**Dataset entries**

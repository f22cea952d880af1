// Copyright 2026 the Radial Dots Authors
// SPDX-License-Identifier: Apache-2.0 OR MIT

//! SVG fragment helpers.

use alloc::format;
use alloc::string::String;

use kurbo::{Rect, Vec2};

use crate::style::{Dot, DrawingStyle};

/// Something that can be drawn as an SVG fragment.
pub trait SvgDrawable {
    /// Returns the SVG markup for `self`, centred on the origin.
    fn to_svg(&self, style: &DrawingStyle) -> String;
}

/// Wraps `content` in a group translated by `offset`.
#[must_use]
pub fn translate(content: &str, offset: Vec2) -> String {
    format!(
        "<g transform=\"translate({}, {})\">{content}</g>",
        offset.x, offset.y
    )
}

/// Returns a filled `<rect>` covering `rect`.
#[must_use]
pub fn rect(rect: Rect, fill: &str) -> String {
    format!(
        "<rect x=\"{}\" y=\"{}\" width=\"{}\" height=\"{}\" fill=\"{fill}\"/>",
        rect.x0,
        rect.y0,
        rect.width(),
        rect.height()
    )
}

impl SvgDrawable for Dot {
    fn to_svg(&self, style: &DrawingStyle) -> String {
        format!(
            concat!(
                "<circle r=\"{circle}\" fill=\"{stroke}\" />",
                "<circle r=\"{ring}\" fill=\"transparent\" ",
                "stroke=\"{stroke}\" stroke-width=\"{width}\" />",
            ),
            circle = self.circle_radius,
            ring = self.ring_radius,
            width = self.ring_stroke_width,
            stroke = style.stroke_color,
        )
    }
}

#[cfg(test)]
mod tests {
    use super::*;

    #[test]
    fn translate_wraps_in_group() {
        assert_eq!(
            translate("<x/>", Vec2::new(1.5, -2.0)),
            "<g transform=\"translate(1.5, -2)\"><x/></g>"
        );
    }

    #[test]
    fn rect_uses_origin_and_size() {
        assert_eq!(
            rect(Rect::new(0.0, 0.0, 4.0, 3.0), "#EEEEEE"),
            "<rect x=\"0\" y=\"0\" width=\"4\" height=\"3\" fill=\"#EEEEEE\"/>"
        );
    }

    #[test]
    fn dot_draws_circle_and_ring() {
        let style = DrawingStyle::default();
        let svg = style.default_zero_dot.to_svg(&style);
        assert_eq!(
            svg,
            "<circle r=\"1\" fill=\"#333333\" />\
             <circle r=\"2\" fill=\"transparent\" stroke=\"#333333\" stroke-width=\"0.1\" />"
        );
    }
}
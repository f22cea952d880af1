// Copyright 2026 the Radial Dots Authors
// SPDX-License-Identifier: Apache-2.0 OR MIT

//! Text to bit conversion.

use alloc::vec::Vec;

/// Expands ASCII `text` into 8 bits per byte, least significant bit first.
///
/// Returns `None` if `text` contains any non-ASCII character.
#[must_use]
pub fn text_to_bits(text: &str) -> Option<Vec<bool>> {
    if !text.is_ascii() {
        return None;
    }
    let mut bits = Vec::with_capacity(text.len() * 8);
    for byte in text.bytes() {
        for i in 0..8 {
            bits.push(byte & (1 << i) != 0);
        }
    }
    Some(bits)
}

**BRIEF**
Reproduce each record above exactly, keeping every word as it stands.

**ANSWER SECTION**
repository f22cea952d880af1
// Copyright 2026 the Radial Dots Authors
// SPDX-License-Identifier: Apache-2.0 OR MIT

//! SVG fragment helpers.

use alloc::format;
use alloc::string::String;

use kurbo::{Rect, Vec2};

use crate::style::{Dot, DrawingStyle};

/// Something that can be drawn as an SVG fragment.
pub trait SvgDrawable {
    /// Returns the SVG markup for `self`, centred on the origin.
    fn to_svg(&self, style: &DrawingStyle) -> String;
}

/// Wraps `content` in a group translated by `offset`.
#[must_use]
pub fn translate(content: &str, offset: Vec2) -> String {
    format!(
        "<g transform=\"translate({}, {})\">{content}</g>",
        offset.x, offset.y
    )
}

/// Returns a filled `<rect>` covering `rect`.
#[must_use]
pub fn rect(rect: Rect, fill: &str) -> String {
    format!(
        "<rect x=\"{}\" y=\"{}\" width=\"{}\" height=\"{}\" fill=\"{fill}\"/>",
        rect.x0,
        rect.y0,
        rect.width(),
        rect.height()
    )
}

impl SvgDrawable for Dot {
    fn to_svg(&self, style: &DrawingStyle) -> String {
        format!(
            concat!(
                "<circle r=\"{circle}\" fill=\"{stroke}\" />",
                "<circle r=\"{ring}\" fill=\"transparent\" ",
                "stroke=\"{stroke}\" stroke-width=\"{width}\" />",
            ),
            circle = self.circle_radius,
            ring = self.ring_radius,
            width = self.ring_stroke_width,
            stroke = style.stroke_color,
        )
    }
}

#[cfg(test)]
mod tests {
    use super::*;

    #[test]
    fn translate_wraps_in_group() {
        assert_eq!(
            translate("<x/>", Vec2::new(1.5, -2.0)),
            "<g transform=\"translate(1.5, -2)\"><x/></g>"
        );
    }

    #[test]
    fn rect_uses_origin_and_size() {
        assert_eq!(
            rect(Rect::new(0.0, 0.0, 4.0, 3.0), "#EEEEEE"),
            "<rect x=\"0\" y=\"0\" width=\"4\" height=\"3\" fill=\"#EEEEEE\"/>"
        );
    }

    #[test]
    fn dot_draws_circle_and_ring() {
        let style = DrawingStyle::default();
        let svg = style.default_zero_dot.to_svg(&style);
        assert_eq!(
            svg,
            "<circle r=\"1\" fill=\"#333333\" />\
             <circle r=\"2\" fill=\"transparent\" stroke=\"#333333\" stroke-width=\"0.1\" />"
        );
    }
}
repository f22cea952d880af1
// Copyright 2026 the Radial Dots Authors
// SPDX-License-Identifier: Apache-2.0 OR MIT

//! Text to bit conversion.

use alloc::vec::Vec;

/// Expands ASCII `text` into 8 bits per byte, least significant bit first.
///
/// Returns `None` if `text` contains any non-ASCII character.
#[must_use]
pub fn text_to_bits(text: &str) -> Option<Vec<bool>> {
    if !text.is_ascii() {
        return None;
    }
    let mut bits = Vec::with_capacity(text.len() * 8);
    for byte in text.bytes() {
        for i in 0..8 {
            bits.push(byte & (1 << i) != 0);
        }
    }
    Some(bits)
}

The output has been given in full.